Volunteer searchers pressing on with search for Codi Bigsby, petition for 'Codi Alert'

Codi Bigsby tribute
Posted at 9:21 PM, Feb 15, 2022

HAMPTON, Va. - Tuesday marked Day 15 since 4-year-old Codi Bigsby of Hampton was reported missing by his father, Cory Bigsby.

A lot of the recent attention has been on the Hampton Police Division's mishandling of Cory's request for an attorney.

But many volunteers are focused on finding any traces of Codi.

“Anywhere that we get a tip that something needs to be searched, we’re there searching,” volunteer searcher Paige Fuller told News 3.

Fuller has been involved since Day 1 as a volunteer searcher to help find Codi, joining others in combing areas throughout the city.

Lately, their focus has been around Codi’s apartment complex.

“It’s honestly changed me as a person,” Fuller said of being a volunteer searcher. “I feel like I’m a better person. It makes me not take what I have for granted.

Mahogany Waldon, another volunteer searcher, told News 3 people came Tuesday from as far as Gloucester to help look for Codi.

“[They’ve] said, 'It’s just in my heart to help you guys search,'" Waldon said. “We just want to make sure that we’re being as thorough as possible, and we’re following all leads.”

Waldon said one of their goals is to stay positive.

“Waking up every day with Codi on your mind, seeing his face [and] knowing that he’s out there somewhere, knowing that he deserves to be at home,” Waldon said.

Earlier this week, Hampton Police Chief Mark Talbot encouraged searchers to keep going.

“I think we all have to consider what we might be able to do that’s helpful,” Talbot said at a press conference Monday. “I believe that the number of people that have decided on their own to traipse about in the woods and dig through marshes and all of these other things, God bless them.”

Meanwhile, Waldon and others are getting the word out about a petition to create a new alert called the "Codi Alert.” Waldon said this would be an alert for missing children who don't qualify for an AMBER Alert.

“Another alert, we don’t see how that would hurt.

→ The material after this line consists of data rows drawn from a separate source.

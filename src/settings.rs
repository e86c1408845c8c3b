// Application settings, stored as pretty JSON next to the campaigns.
use serde::{Deserialize, Serialize};
use std::fs;
use std::io::{self, Write};
use std::path::{Path, PathBuf};

use crate::transcript::ContextWindow;

pub const DEFAULT_SCENARIO: &str = "You are in a medieval fantasy world. The adventure begins in a small village called Riverdale.";
pub const DEFAULT_ENDPOINT: &str = "http://localhost:11434";

#[derive(Debug, Serialize, Deserialize, Clone, PartialEq)]
#[serde(default)]
pub struct Settings {
    pub endpoint: String,   // Base url of the generation server.
    pub scenario: String,   // Opening description every session starts with.
    pub context_window: ContextWindow,
    pub debug_mode: bool,   // Log at debug level.
}

impl Default for Settings {
    fn default() -> Self {
        Settings {
            endpoint: DEFAULT_ENDPOINT.to_string(),
            scenario: DEFAULT_SCENARIO.to_string(),
            context_window: ContextWindow::Unbounded,
            debug_mode: false,
        }
    }
}

impl Settings {
    pub fn new() -> Self {
        Self::default()
    }

    /// `~/gm_ratatui/data`, falling back to `./data` when there is no home directory.
    pub fn data_dir() -> PathBuf {
        match dir::home_dir() {
            Some(home) => home.join("gm_ratatui").join("data"),
            None => PathBuf::from("./data"),
        }
    }

    pub fn settings_path() -> PathBuf {
        Self::data_dir().join("settings.json")
    }

    /// Settings from the default path, defaults when missing or unreadable.
    /// The read error is handed back so it can be logged once logging runs.
    pub fn load() -> (Self, Option<io::Error>) {
        Self::load_or_default(Self::settings_path())
    }

    pub fn load_or_default<P: AsRef<Path>>(path: P) -> (Self, Option<io::Error>) {
        match Self::load_settings_from_file(path) {
            Ok(settings) => (settings, None),
            Err(e) => (Self::default(), Some(e)),
        }
    }

    pub fn save(&self) -> io::Result<()> {
        self.save_to_file(Self::settings_path())
    }

    pub fn load_settings_from_file<P: AsRef<Path>>(path: P) -> io::Result<Self> {
        let data = fs::read_to_string(path)?;
        let settings = serde_json::from_str(&data)?;
        Ok(settings)
    }

    pub fn save_to_file<P: AsRef<Path>>(&self, path: P) -> io::Result<()> {
        let data = serde_json::to_string_pretty(self)?;
        if let Some(parent) = path.as_ref().parent() {
            fs::create_dir_all(parent)?;
        }
        let mut file = fs::File::create(path)?;
        file.write_all(data.as_bytes())?;
        Ok(())
    }
}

We feel that it would help,” she said.

“Even up to two or three days ago, people are still saying, ‘Oh, well, I didn’t know he was missing.’ How can you live not even five miles from where it happened and still don’t know?” Fuller said. “There has to be something out there that can alert these people.”

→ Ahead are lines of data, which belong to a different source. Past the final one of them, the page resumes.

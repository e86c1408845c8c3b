use chrono::Utc;
use std::fs::{self, create_dir_all, read_dir, remove_dir_all};
use std::path::{Path, PathBuf};

use crate::catalog::{CampaignId, CampaignRecord, CampaignStore, UNKNOWN_CAMPAIGN};
use crate::error::StoreError;
use crate::transcript::TranscriptLine;

pub const CAMPAIGNS_DIR: &str = "campaigns";
pub const METADATA_FILE: &str = "campaign_metadata.json";
pub const HISTORY_FILE: &str = "session_history.json";

// One directory per campaign, named after its id, holding a metadata file and
// the conversation played so far.
#[derive(Debug, Clone)]
pub struct JsonCampaignStore {
    root: PathBuf,
}

impl JsonCampaignStore {
    pub fn new(data_dir: impl AsRef<Path>) -> Self {
        Self {
            root: data_dir.as_ref().join(CAMPAIGNS_DIR),
        }
    }

    pub fn root(&self) -> &Path {
        &self.root
    }

    fn campaign_dir(&self, id: &CampaignId) -> PathBuf {
        self.root.join(&id.0)
    }

    fn read_record(&self, id: &CampaignId) -> Result<CampaignRecord, StoreError> {
        let path = self.campaign_dir(id).join(METADATA_FILE);
        let data = fs::read_to_string(&path)?;
        let mut record: CampaignRecord = serde_json::from_str(&data)?;
        // The directory name is authoritative.
        record.id = id.clone();
        Ok(record)
    }

    fn write_record(&self, record: &CampaignRecord) -> Result<(), StoreError> {
        let dir = self.campaign_dir(&record.id);
        create_dir_all(&dir)?;
        let serialized = serde_json::to_string_pretty(record)?;
        fs::write(dir.join(METADATA_FILE), serialized)?;
        Ok(())
    }

    /// Every campaign on disk, most recently played first.
    pub fn list_campaigns(&self) -> Result<Vec<CampaignRecord>, StoreError> {
        if !self.root.exists() {
            return Ok(Vec::new());
        }

        let mut campaigns = Vec::new();
        for entry in read_dir(&self.root)? {
            let path = entry?.path();
            if !path.is_dir() {
                continue;
            }
            let Some(name) = path.file_name().and_then(|name| name.to_str()) else {
                continue;
            };
            let id = CampaignId::from(name);
            if !path.join(METADATA_FILE).exists() {
                continue;
            }
            let record = self.read_record(&id).unwrap_or_else(|e| {
                log::error!("Error loading campaign metadata for {id}: {e}");
                CampaignRecord::new(id.clone(), UNKNOWN_CAMPAIGN, 0, 0)
            });
            campaigns.push(record);
        }

        campaigns.sort_by(|a, b| b.last_modified.cmp(&a.last_modified));
        Ok(campaigns)
    }

    pub fn create_campaign(&self, name: &str) -> Result<CampaignRecord, StoreError> {
        let now = Utc::now().timestamp();
        let record = CampaignRecord::new(uuid::Uuid::new_v4().to_string(), name, now, now);
        self.write_record(&record)?;
        log::info!("Created campaign {} ({})", record.name, record.id);
        Ok(record)
    }

    pub fn load_campaign(&self, id: &CampaignId) -> Result<CampaignRecord, StoreError> {
        if !self.campaign_dir(id).exists() {
            return Err(StoreError::NotFound(id.to_string()));
        }
        self.read_record(id)
    }

    /// Marks the campaign as played now, keeping its creation time.
    pub fn touch(&self, id: &CampaignId) -> Result<CampaignRecord, StoreError> {
        let mut record = self.load_campaign(id)?;
        record.last_modified = Utc::now().timestamp();
        self.write_record(&record)?;
        Ok(record)
    }

    /// The dialogue saved for a campaign. A campaign never played has none.
    pub fn load_history(&self, id: &CampaignId) -> Result<Vec<TranscriptLine>, StoreError> {
        let dir = self.campaign_dir(id);
        if !dir.exists() {
            return Err(StoreError::NotFound(id.to_string()));
        }
        let path = dir.join(HISTORY_FILE);
        if !path.exists() {
            return Ok(Vec::new());
        }
        let data = fs::read_to_string(&path)?;
        let history: Vec<TranscriptLine> = serde_json::from_str(&data)?;
        log::debug!("Loaded {} history lines for {id}", history.len());
        Ok(history)
    }

    /// Replaces the saved dialogue. The file is written aside and renamed into place.
    pub fn save_history(&self, id: &CampaignId, history: &[TranscriptLine]) -> Result<(), StoreError> {
        let dir = self.campaign_dir(id);
        if !dir.exists() {
            return Err(StoreError::NotFound(id.to_string()));
        }
        let path = dir.join(HISTORY_FILE);
        let temp_path = path.with_extension("json.temp");
        fs::write(&temp_path, serde_json::to_string_pretty(history)?)?;
        fs::rename(&temp_path, &path)?;
        log::debug!("Saved {} history lines for {id}", history.len());
        Ok(())
    }
}

impl CampaignStore for JsonCampaignStore {
    fn delete_campaign(&self, id: &CampaignId) -> bool {
        if id.0.is_empty() || id.0.contains(['/', '\\']) || id.0 == "." || id.0 == ".." {
            log::error!("Refusing to delete campaign with id {id:?}");
            return false;
        }
        let dir = self.campaign_dir(id);
        if !dir.is_dir() {
            log::error!("Campaign directory not found: {}", dir.display());
            return false;
        }
        match remove_dir_all(&dir) {
            Ok(()) => {
                log::info!("Deleted campaign directory {}", dir.display());
                true
            }
            Err(e) => {
                log::error!("Failed to delete {}: {e}", dir.display());
                false
            }
        }
    }
}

They also hope more will join them to look for any clues.

“Until Codi is found - it doesn’t matter how long it takes - we need to be out here as a community and looking for him,” Waldon said.

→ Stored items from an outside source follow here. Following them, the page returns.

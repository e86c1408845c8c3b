use thiserror::Error;

pub type Result<T> = std::result::Result<T, AppError>;

// Enum for handling application-level errors.
#[derive(Debug, Error)]
pub enum AppError {
    #[error("Model error: {0}")]
    Gateway(#[from] GatewayError),

    #[error("Campaign error: {0}")]
    Catalog(#[from] CatalogError),

    #[error("Campaign store error: {0}")]
    Store(#[from] StoreError),

    #[error("Serialization error: {0}")]
    Serialization(#[from] serde_json::Error),

    #[error("IO error: {0}")]
    IO(#[from] std::io::Error),

    #[error("No active session")]
    NoActiveSession,
}

// Errors raised while loading the model or generating text.
#[derive(Debug, Error)]
pub enum GatewayError {
    #[error("Failed to load model: {0}")]
    Load(String),

    #[error("Model is not available: {0}")]
    Unavailable(String),

    #[error("Request failed: {0}")]
    Http(#[from] reqwest::Error),

    #[error("Backend answered with status {status}: {body}")]
    Status {
        status: reqwest::StatusCode,
        body: String,
    },
}

// Campaign selection failures. The display strings are shown to the user as is.
#[derive(Debug, Error, PartialEq, Eq)]
pub enum CatalogError {
    #[error("Please select a campaign or create a new one.")]
    NothingSelected,

    #[error("Please select a campaign to delete.")]
    NoDeleteSelection,

    #[error("There is no deletion waiting for confirmation.")]
    NoPendingDeletion,

    #[error("Delete functionality not available in this context.")]
    DeleteUnavailable,

    #[error("Failed to delete campaign '{0}'.")]
    DeleteFailed(String),

    #[error("No campaign at position {0}.")]
    IndexOutOfRange(usize),

    #[error("Campaign selection is already closed.")]
    Closed,
}

#[derive(Debug, Error)]
pub enum StoreError {
    #[error("Campaign not found: {0}")]
    NotFound(String),

    #[error("Campaign metadata error: {0}")]
    Metadata(#[from] serde_json::Error),

    #[error("IO error: {0}")]
    IO(#[from] std::io::Error),
}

Waldon said you can join their team or start your own independent search.

As for their schedule moving forward, they will be searching throughout the city on Tuesdays, Thursdays and Sundays to come up with strategies on where they'll focus their efforts.

They'll also be expanding to a 2-mile radius around Codi's home to search for the next few weeks.

Recently, News 3 Investigates also took an in-depth look at the AMBER Alert, including its criteria.

News 3 also reached out to the Hampton Police Division about the FBI’s involvement in Codi’s search.

HPD officials said, during the first days of the search, the FBI provided agents to assist with the physical search, a search plane and technical investigative support. They’re continuing to offer technical investigative support.

On Wednesday Codi's aunt Tandaleyia Butler said she “Knew they (police) weren’t being honest from the beginning. That’s what we’ve been saying all along.” She also said she believes her brother is innocent.

When News 3 asked Butler about the Hampton Police Department's mishandling of the case, she said “I’m glad they’ve accepted the responsibility of their wrongdoing.”

Butler is still also part of the search efforts for Codi as she has been driving back and forth from where she lives to look for him.